** MATERIAL SUPPLIED follows **
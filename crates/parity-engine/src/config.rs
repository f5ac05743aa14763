//! Engine configuration, loadable from a `[parity]`-style TOML document.

use serde::{Deserialize, Serialize};
use std::path::Path;
use thiserror::Error;

/// Errors that can occur while loading configuration
#[derive(Debug, Error)]
pub enum ConfigError {
    /// Failed to read config file
    #[error("Failed to read config file: {0}")]
    IoError(#[from] std::io::Error),

    /// Failed to parse TOML
    #[error("Failed to parse config: {0}")]
    ParseError(#[from] toml::de::Error),

    /// Validation error
    #[error("Invalid config: {0}")]
    ValidationError(String),
}

/// Annotation type names that mark trusted test infrastructure
#[derive(Debug, Clone, PartialEq, Eq, Serialize, Deserialize)]
#[serde(default)]
pub struct TagNames {
    /// Verification entry point
    pub verify: String,
    /// Value generator
    pub generator: String,
    /// Case producer
    pub next: String,
    /// Helper
    pub helper: String,
}

impl Default for TagNames {
    fn default() -> Self {
        Self {
            verify: "parity/Verify".to_string(),
            generator: "parity/Generator".to_string(),
            next: "parity/Next".to_string(),
            helper: "parity/Helper".to_string(),
        }
    }
}

/// Configuration shared by the patcher, auditor and proxy forwarder
#[derive(Debug, Clone, PartialEq, Eq, Serialize, Deserialize)]
#[serde(default)]
pub struct EngineConfig {
    /// Package of generated top-level mirror classes
    pub mirror_package: String,
    /// Simple-name prefix of generated top-level mirror classes
    pub mirror_prefix: String,
    /// Separator marking nested types and compiler-synthesized members
    pub synthetic_separator: char,
    /// Tag annotation type names
    pub tags: TagNames,
    /// Methods never intercepted by proxy subtypes
    pub proxy_excluded_methods: Vec<String>,
}

impl Default for EngineConfig {
    fn default() -> Self {
        Self {
            mirror_package: "mirror".to_string(),
            mirror_prefix: "m".to_string(),
            synthetic_separator: '$',
            tags: TagNames::default(),
            proxy_excluded_methods: vec!["finalize".to_string()],
        }
    }
}

impl EngineConfig {
    /// Load from a TOML file
    pub fn from_file(path: &Path) -> Result<Self, ConfigError> {
        let content = std::fs::read_to_string(path)?;
        Self::from_toml(&content)
    }

    /// Parse from TOML text; missing keys take their defaults
    pub fn from_toml(content: &str) -> Result<Self, ConfigError> {
        let config: EngineConfig = toml::from_str(content)?;
        config.validate()?;
        Ok(config)
    }

    /// Validate the configuration
    pub fn validate(&self) -> Result<(), ConfigError> {
        if self.mirror_package.is_empty() || self.mirror_package.contains('.') {
            return Err(ConfigError::ValidationError(format!(
                "Invalid mirror package: {:?}. Use `/` between segments",
                self.mirror_package
            )));
        }
        let reserved = ['/', self.synthetic_separator];
        if self.mirror_prefix.is_empty() || self.mirror_prefix.contains(reserved) {
            return Err(ConfigError::ValidationError(format!(
                "Invalid mirror prefix: {:?}",
                self.mirror_prefix
            )));
        }
        let tags = [
            &self.tags.verify,
            &self.tags.generator,
            &self.tags.next,
            &self.tags.helper,
        ];
        if tags.iter().any(|tag| tag.is_empty()) {
            return Err(ConfigError::ValidationError(
                "Tag names cannot be empty".to_string(),
            ));
        }
        Ok(())
    }
}

#[cfg(test)]
mod tests {
    use super::*;

    #[test]
    fn test_default_config() {
        let config = EngineConfig::default();
        assert_eq!(config.mirror_package, "mirror");
        assert_eq!(config.synthetic_separator, '$');
        assert_eq!(config.proxy_excluded_methods, vec!["finalize"]);
        assert!(config.validate().is_ok());
    }

    #[test]
    fn test_partial_toml_keeps_defaults() {
        let config = EngineConfig::from_toml(
            r#"
            mirror_package = "grading/mirrors"

            [tags]
            helper = "course/Helper"
            "#,
        )
        .unwrap();
        assert_eq!(config.mirror_package, "grading/mirrors");
        assert_eq!(config.mirror_prefix, "m");
        assert_eq!(config.tags.helper, "course/Helper");
        assert_eq!(config.tags.verify, "parity/Verify");
    }

    #[test]
    fn test_invalid_prefix_rejected() {
        let err = EngineConfig::from_toml(r#"mirror_prefix = "a$b""#).unwrap_err();
        assert!(matches!(err, ConfigError::ValidationError(_)));
    }

    #[test]
    fn test_bad_toml() {
        assert!(matches!(
            EngineConfig::from_toml("mirror_package = ["),
            Err(ConfigError::ParseError(_))
        ));
    }
}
** End of MATERIAL SUPPLIED **
> **TASK DIRECTIONS**
When the line containing "use thiserror::Error;" is reached, include it and stop. Until then, output each line of the entries exactly as given, starting from the first.

> **RESPONSE TO THE TASK**
filename crates/parity-engine/src/config.rs
repository f5ac05743aa14763
//! Engine configuration, loadable from a `[parity]`-style TOML document.

use serde::{Deserialize, Serialize};
use std::path::Path;
use thiserror::Error;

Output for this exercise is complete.